Werder Bremen verpasste am letzten Tag der Transferperiode einen elementaren Verkauf. Milot Rashica muss deshalb noch mindestens bis Januar bleiben.

Die Coronakrise hat Werder Bremen wirtschaftlich hart getroffen. Neben dem Verkauf von Davy Klaassen, der immerhin rund 14 Millionen Euro einbrachte, war auch der von Milot Rashica fest eingeplant. Bayer Leverkusen wollte den Kosovaren, doch der Wechsel platzte, weil man sich zu lange nicht über die (verpflichtende) Kaufoption einigen konnte und daher die Transferdokumente zu spät hochgeladen wurden.

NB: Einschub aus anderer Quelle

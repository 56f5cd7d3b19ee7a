//! Process tree access through `/proc`.

use std::path::Path;

/// Read-only view of the OS process tree.
///
/// The resolver only needs parent links and executable names; tests
/// substitute a fixed tree.
pub trait ProcessTree {
    /// Parent pid of `pid`, or `None` if the process is gone.
    fn parent_of(&self, pid: u32) -> Option<u32>;

    /// Executable file name of `pid` (no directory), if readable.
    fn executable_of(&self, pid: u32) -> Option<String>;
}

/// The live tree as exposed by procfs.
#[derive(Debug, Default, Clone, Copy)]
pub struct ProcFs;

impl ProcessTree for ProcFs {
    fn parent_of(&self, pid: u32) -> Option<u32> {
        let stat = std::fs::read_to_string(format!("/proc/{pid}/stat")).ok()?;
        parent_from_stat(&stat)
    }

    fn executable_of(&self, pid: u32) -> Option<String> {
        // The `exe` link needs ptrace-level access for other users'
        // processes; `comm` is world-readable but truncated to 15 bytes.
        if let Ok(target) = std::fs::read_link(format!("/proc/{pid}/exe")) {
            if let Some(name) = exe_name(&target) {
                return Some(name);
            }
        }
        let comm = std::fs::read_to_string(format!("/proc/{pid}/comm")).ok()?;
        let comm = comm.trim();
        (!comm.is_empty()).then(|| comm.to_string())
    }
}

/// File name of an `exe` link target, minus the ` (deleted)` suffix the
/// kernel appends after the binary is replaced by an upgrade.
fn exe_name(target: &Path) -> Option<String> {
    let name = target.file_name()?.to_str()?;
    Some(name.trim_end_matches(" (deleted)").to_string())
}

/// Fourth field of a `stat` line. `comm` sits in parentheses and may
/// itself contain spaces or `)`, so fields are counted from the last `)`.
fn parent_from_stat(stat: &str) -> Option<u32> {
    let (_, rest) = stat.rsplit_once(')')?;
    let mut fields = rest.split_whitespace();
    let _state = fields.next()?;
    fields.next()?.parse().ok()
}

/// In-memory tree for tests: pid -> (parent, executable).
#[cfg(test)]
#[derive(Default)]
pub(crate) struct FakeTree {
    procs: std::cell::RefCell<std::collections::HashMap<u32, (u32, String)>>,
}

#[cfg(test)]
impl FakeTree {
    pub(crate) fn with(self, pid: u32, parent: u32, exe: &str) -> Self {
        self.insert(pid, parent, exe);
        self
    }

    pub(crate) fn insert(&self, pid: u32, parent: u32, exe: &str) {
        self.procs.borrow_mut().insert(pid, (parent, exe.to_string()));
    }
}

#[cfg(test)]
impl ProcessTree for FakeTree {
    fn parent_of(&self, pid: u32) -> Option<u32> {
        self.procs.borrow().get(&pid).map(|(parent, _)| *parent)
    }

    fn executable_of(&self, pid: u32) -> Option<String> {
        self.procs.borrow().get(&pid).map(|(_, exe)| exe.clone())
    }
}
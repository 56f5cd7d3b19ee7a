//! Switch sessions: a frozen working set and a cursor over it.

use std::time::{Duration, Instant};

use crate::native::protocol::TabId;

/// Where a session's repeats come from. Sessions of different classes
/// never overlap.
#[derive(Debug, Clone, Copy, PartialEq, Eq)]
pub enum TriggerClass {
    /// Ctrl+Tab through the native helper; ends on modifier release.
    Native,
    /// `alt_switch_fast` browser command; ends after a short idle gap.
    AltFast,
    /// `alt_switch_slow_*` browser commands; ends after a long idle gap.
    AltSlow,
}

impl TriggerClass {
    /// Idle time after which an Alt session commits on its own.
    pub fn idle_timeout(self) -> Option<Duration> {
        match self {
            Self::Native => None,
            Self::AltFast => Some(Duration::from_millis(200)),
            Self::AltSlow => Some(Duration::from_millis(1500)),
        }
    }
}

#[derive(Debug, Clone, Copy, PartialEq, Eq)]
pub enum Direction {
    Forward,
    Backward,
}

#[derive(Debug, Clone)]
pub struct SwitchSession {
    class: TriggerClass,
    working_set: Vec<TabId>,
    cursor: usize,
    direction: Direction,
    ui_revealed: bool,
    deadline: Option<Instant>,
}

impl SwitchSession {
    /// Cursor starts on the first tab, the one currently in front.
    pub fn start(class: TriggerClass, working_set: Vec<TabId>) -> Self {
        Self {
            class,
            working_set,
            cursor: 0,
            direction: Direction::Forward,
            ui_revealed: false,
            deadline: None,
        }
    }

    pub fn class(&self) -> TriggerClass {
        self.class
    }

    pub fn cursor(&self) -> usize {
        self.cursor
    }

    pub fn direction(&self) -> Direction {
        self.direction
    }

    pub fn working_set(&self) -> &[TabId] {
        &self.working_set
    }

    pub fn selected(&self) -> Option<TabId> {
        self.working_set.get(self.cursor).copied()
    }

    /// Move one step, wrapping. `None` when the working set is empty.
    pub fn step(&mut self, direction: Direction) -> Option<TabId> {
        let len = self.working_set.len();
        if len == 0 {
            return None;
        }
        self.direction = direction;
        self.cursor = match direction {
            Direction::Forward => (self.cursor + 1) % len,
            Direction::Backward => (self.cursor + len - 1) % len,
        };
        self.selected()
    }

    /// Drop a tab that vanished, keeping the cursor on the same tab when
    /// possible and in range otherwise.
    pub fn remove_tab(&mut self, id: TabId) -> bool {
        let Some(index) = self.working_set.iter().position(|&t| t == id) else {
            return false;
        };
        self.working_set.remove(index);
        if index < self.cursor {
            self.cursor -= 1;
        }
        if self.cursor >= self.working_set.len() {
            self.cursor = 0;
        }
        true
    }

    pub fn ui_revealed(&self) -> bool {
        self.ui_revealed
    }

    /// Mark the overlay shown. Returns false if it already was.
    pub fn reveal(&mut self) -> bool {
        !std::mem::replace(&mut self.ui_revealed, true)
    }

    pub fn deadline(&self) -> Option<Instant> {
        self.deadline
    }

    /// Push the idle deadline out from `now`, for timed classes.
    pub fn touch(&mut self, now: Instant) {
        self.deadline = self.class.idle_timeout().map(|t| now + t);
    }

    pub fn expired(&self, now: Instant) -> bool {
        self.deadline.is_some_and(|d| now >= d)
    }
}

/// Holder for the one session an extension may have.
#[derive(Debug, Default)]
pub struct SessionSlot {
    current: Option<SwitchSession>,
}

impl SessionSlot {
    pub fn active(&self) -> Option<&SwitchSession> {
        self.current.as_ref()
    }

    pub fn active_mut(&mut self) -> Option<&mut SwitchSession> {
        self.current.as_mut()
    }

    /// The active session, only if it is of `class`.
    pub fn active_of(&mut self, class: TriggerClass) -> Option<&mut SwitchSession> {
        self.current.as_mut().filter(|s| s.class == class)
    }

    pub fn is_active(&self) -> bool {
        self.current.is_some()
    }

    /// Install a new session. Whatever was active before is returned so
    /// the caller can end it properly first.
    pub fn begin(&mut self, session: SwitchSession) -> Option<SwitchSession> {
        self.current.replace(session)
    }

    pub fn take(&mut self) -> Option<SwitchSession> {
        self.current.take()
    }
}

#[cfg(test)]
mod tests {
    use super::*;

    fn set(n: i64) -> Vec<TabId> {
        (1..=n).map(TabId).collect()
    }

    #[test]
    fn two_forward_steps_from_front() {
        let mut s = SwitchSession::start(TriggerClass::Native, set(3));
        assert_eq!(s.selected(), Some(TabId(1)));
        s.step(Direction::Forward);
        assert_eq!(s.step(Direction::Forward), Some(TabId(3)));
    }

    #[test]
    fn first_backward_step_wraps_to_last() {
        let mut s = SwitchSession::start(TriggerClass::Native, set(4));
        assert_eq!(s.step(Direction::Backward), Some(TabId(4)));
        assert_eq!(s.direction(), Direction::Backward);
    }

    #[test]
    fn n_forward_then_n_backward_returns_to_start() {
        for len in 1..6 {
            for n in 0..12 {
                let mut s = SwitchSession::start(TriggerClass::Native, set(len));
                let start = s.cursor();
                for _ in 0..n {
                    s.step(Direction::Forward);
                }
                for _ in 0..n {
                    s.step(Direction::Backward);
                }
                assert_eq!(s.cursor(), start, "len {len}, n {n}");
            }
        }
    }

    #[test]
    fn empty_working_set_never_selects() {
        let mut s = SwitchSession::start(TriggerClass::Native, Vec::new());
        assert_eq!(s.step(Direction::Forward), None);
        assert_eq!(s.selected(), None);
    }

    #[test]
    fn removing_tabs_keeps_cursor_sane() {
        let mut s = SwitchSession::start(TriggerClass::Native, set(4));
        s.step(Direction::Forward);
        s.step(Direction::Forward);
        assert_eq!(s.selected(), Some(TabId(3)));

        // Before the cursor: cursor follows its tab.
        assert!(s.remove_tab(TabId(1)));
        assert_eq!(s.selected(), Some(TabId(3)));

        // The selected tab itself, at the end: wraps to the front.
        assert!(s.remove_tab(TabId(4)));
        assert!(s.remove_tab(TabId(3)));
        assert_eq!(s.selected(), Some(TabId(2)));
        assert!(!s.remove_tab(TabId(3)));
    }

    #[test]
    fn reveal_happens_once() {
        let mut s = SwitchSession::start(TriggerClass::Native, set(2));
        assert!(s.reveal());
        assert!(!s.reveal());
        assert!(s.ui_revealed());
    }

    #[test]
    fn timed_classes_expire() {
        let now = Instant::now();
        let mut fast = SwitchSession::start(TriggerClass::AltFast, set(2));
        fast.touch(now);
        assert!(!fast.expired(now + Duration::from_millis(199)));
        assert!(fast.expired(now + Duration::from_millis(200)));

        let mut native = SwitchSession::start(TriggerClass::Native, set(2));
        native.touch(now);
        assert!(!native.expired(now + Duration::from_secs(3600)));
    }

    #[test]
    fn slot_hands_back_the_displaced_session() {
        let mut slot = SessionSlot::default();
        assert!(slot.begin(SwitchSession::start(TriggerClass::AltSlow, set(2))).is_none());
        assert!(slot.active_of(TriggerClass::Native).is_none());

        let prior = slot.begin(SwitchSession::start(TriggerClass::Native, set(2)));
        assert_eq!(prior.map(|s| s.class()), Some(TriggerClass::AltSlow));
        assert!(slot.active_of(TriggerClass::Native).is_some());
        assert!(slot.take().is_some());
        assert!(!slot.is_active());
    }
}
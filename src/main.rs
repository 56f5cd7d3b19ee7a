use std::path::{Path, PathBuf};
use std::process::ExitCode;
use std::time::Duration;

use clap::{Parser, Subcommand};
use tracing_subscriber::EnvFilter;

use tab_switcher::bus::message::BusMessage;
use tab_switcher::bus::socket::SocketBus;
use tab_switcher::config::{Config, RuntimePaths};
use tab_switcher::election::LeaderElection;
use tab_switcher::helper::{HelperOptions, HelperState, shortcut_labels};
use tab_switcher::native::channel::FrameSender;

const LOG_ENV: &str = "TAB_SWITCHER_LOG";
const EXTENSION_ORIGIN: &str = "chrome-extension://";

#[derive(Parser)]
#[command(name = "tab-switcher", about = "Native helper for keyboard tab switching", version)]
struct Cli {
    /// Config file (default: ~/.config/tab-switcher/config.toml)
    #[arg(long, global = true)]
    config: Option<PathBuf>,

    /// Directory for the lock file and bus socket
    #[arg(long, global = true)]
    runtime_dir: Option<PathBuf>,

    #[command(subcommand)]
    command: Option<Command>,

    /// Arguments the browser passes when it starts a native host
    #[arg(hide = true, trailing_var_arg = true, allow_hyphen_values = true)]
    launch_args: Vec<String>,
}

#[derive(Subcommand)]
enum Command {
    /// Serve an extension over stdin/stdout
    Run {
        /// Never grab the keyboard, even as leader
        #[arg(long)]
        no_hook: bool,
    },
    /// Tell running helpers to reload their shortcuts
    NotifyShortcutsChanged,
    /// Show the current leader and configuration
    Status,
}

fn init_tracing(config_level: Option<&str>) {
    let filter = EnvFilter::try_from_env(LOG_ENV)
        .or_else(|_| EnvFilter::try_new(config_level.unwrap_or("info")))
        .unwrap_or_else(|_| EnvFilter::new("info"));

    // stdout carries the extension channel.
    tracing_subscriber::fmt()
        .with_env_filter(filter)
        .with_writer(std::io::stderr)
        .with_ansi(false)
        .init();
}

fn main() -> ExitCode {
    let cli = Cli::parse();

    let config = Config::load(cli.config.as_deref());
    init_tracing(config.as_ref().ok().and_then(|c| c.log_level.as_deref()));
    if let Err(e) = &config {
        tracing::warn!(error = %e, "config unusable, using defaults");
    }

    let launched_by_browser = cli.launch_args.iter().any(|a| a.starts_with(EXTENSION_ORIGIN));
    let command = match cli.command {
        Some(command) => command,
        None if launched_by_browser => Command::Run { no_hook: false },
        None => {
            eprintln!(
                "tab-switcher is started by the browser extension.\n\
                 Available commands: status, notify-shortcuts-changed"
            );
            Command::Status
        }
    };

    let runtime = match tokio::runtime::Builder::new_current_thread().enable_all().build() {
        Ok(runtime) => runtime,
        Err(e) => {
            tracing::error!(error = %e, "failed to start runtime");
            return ExitCode::FAILURE;
        }
    };

    let paths = RuntimePaths::resolve(cli.runtime_dir.as_deref());
    let code = runtime.block_on(async {
        match command {
            Command::Run { no_hook } => {
                let options = HelperOptions {
                    config_path: cli.config.clone(),
                    runtime_dir: cli.runtime_dir.clone(),
                    keyboard_hook: !no_hook,
                };
                let helper = HelperState::new(options, FrameSender::new(tokio::io::stdout()));
                match helper.run(tokio::io::stdin()).await {
                    Ok(()) => ExitCode::SUCCESS,
                    Err(e) => {
                        tracing::error!(error = %e, "helper failed");
                        ExitCode::FAILURE
                    }
                }
            }
            Command::NotifyShortcutsChanged => {
                match SocketBus::send_once(&paths.bus_socket, &BusMessage::ShortcutsChanged {}).await {
                    Ok(()) => {
                        println!("Notified running helpers.");
                        ExitCode::SUCCESS
                    }
                    Err(e) => {
                        eprintln!("No running helper to notify: {e}");
                        ExitCode::FAILURE
                    }
                }
            }
            Command::Status => {
                let config_path = cli.config.clone().unwrap_or_else(Config::default_path);
                print_status(&paths, &config_path, config.as_ref().ok());
                ExitCode::SUCCESS
            }
        }
    });

    runtime.shutdown_timeout(Duration::from_millis(500));
    code
}

fn print_status(paths: &RuntimePaths, config_path: &Path, config: Option<&Config>) {
    println!("runtime dir:  {}", paths.dir.display());
    match LeaderElection::current_holder(&paths.lock_file) {
        Some(pid) => println!("leader:       pid {pid}"),
        None => println!("leader:       none"),
    }
    println!(
        "bus socket:   {}",
        if paths.bus_socket.exists() { "present" } else { "absent" }
    );
    println!("config:       {}", config_path.display());

    let default = Config::default();
    let config = config.unwrap_or(&default);
    let labels = shortcut_labels(&config.shortcuts);
    println!("tab switch:   {}", labels.tab_switch);
    println!("copy url:     {}", labels.copy_url);
    match config.catalog() {
        Ok(catalog) => {
            for browser in catalog.iter() {
                println!(
                    "browser:      {} ({}){}",
                    browser.name,
                    browser.id,
                    if browser.enabled { "" } else { " [disabled]" }
                );
            }
        }
        Err(e) => println!("browsers:     invalid: {e}"),
    }
}
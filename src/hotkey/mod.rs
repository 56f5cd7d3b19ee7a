//! Global keyboard hook, owned by the leader only.
//!
//! The platform shim ([`hook::X11Hook`]) turns raw X11 key events into
//! [`KeyEvent`]s and hands them to a [`KeyEventSink`], normally the
//! [`trigger::SwitchTrigger`].

pub mod focus;
pub mod hook;
pub mod keybinding;
pub mod trigger;
pub mod x11;

pub use hook::X11Hook;

#[derive(Debug, thiserror::Error)]
pub enum HotkeyError {
    #[error("X11: {0}")]
    X11(String),
    #[error("invalid shortcut {shortcut:?}: {reason}")]
    InvalidShortcut { shortcut: String, reason: String },
    #[error("no key produces {0:?} on this keyboard")]
    UnmappedKey(String),
    #[error("none of the shortcuts could be grabbed")]
    NoBindings,
    #[error("spawn event thread: {0}")]
    Thread(#[source] std::io::Error),
}

/// What the hook saw, already classified.
#[derive(Debug, Clone, Copy, PartialEq, Eq)]
pub enum KeyEvent {
    /// The switch chord was pressed (or auto-repeated).
    SwitchPressed { reverse: bool },
    /// The modifier holding the session open went up.
    SwitchModifierReleased,
    CopyUrlPressed,
}

/// Receiver of hook events. Called on the main loop; must not block.
pub trait KeyEventSink {
    fn on_key_event(&mut self, event: KeyEvent);
}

Deshalb schmerzt Werder der Rashica-Verbleib

Nach kicker-Informationen wurde in sämlichen Planspielen ein 20-Millionen-Verkauf angenommen. "Die finanzielle Lage ist hochdramatisch, wir müssen den Klub konsolidieren", sagte Trainer Florian Kohfeldt. Die Lücke im Zentrum konnte nach dem Klaassen-Abgang aber nicht geschlossen werden. Für Werder ist der Rashica-Verbleib daher doppelt bitter, da auch nicht klar ist, ob der Offensivmann noch einmal an alte Stärke anknüpfen kann.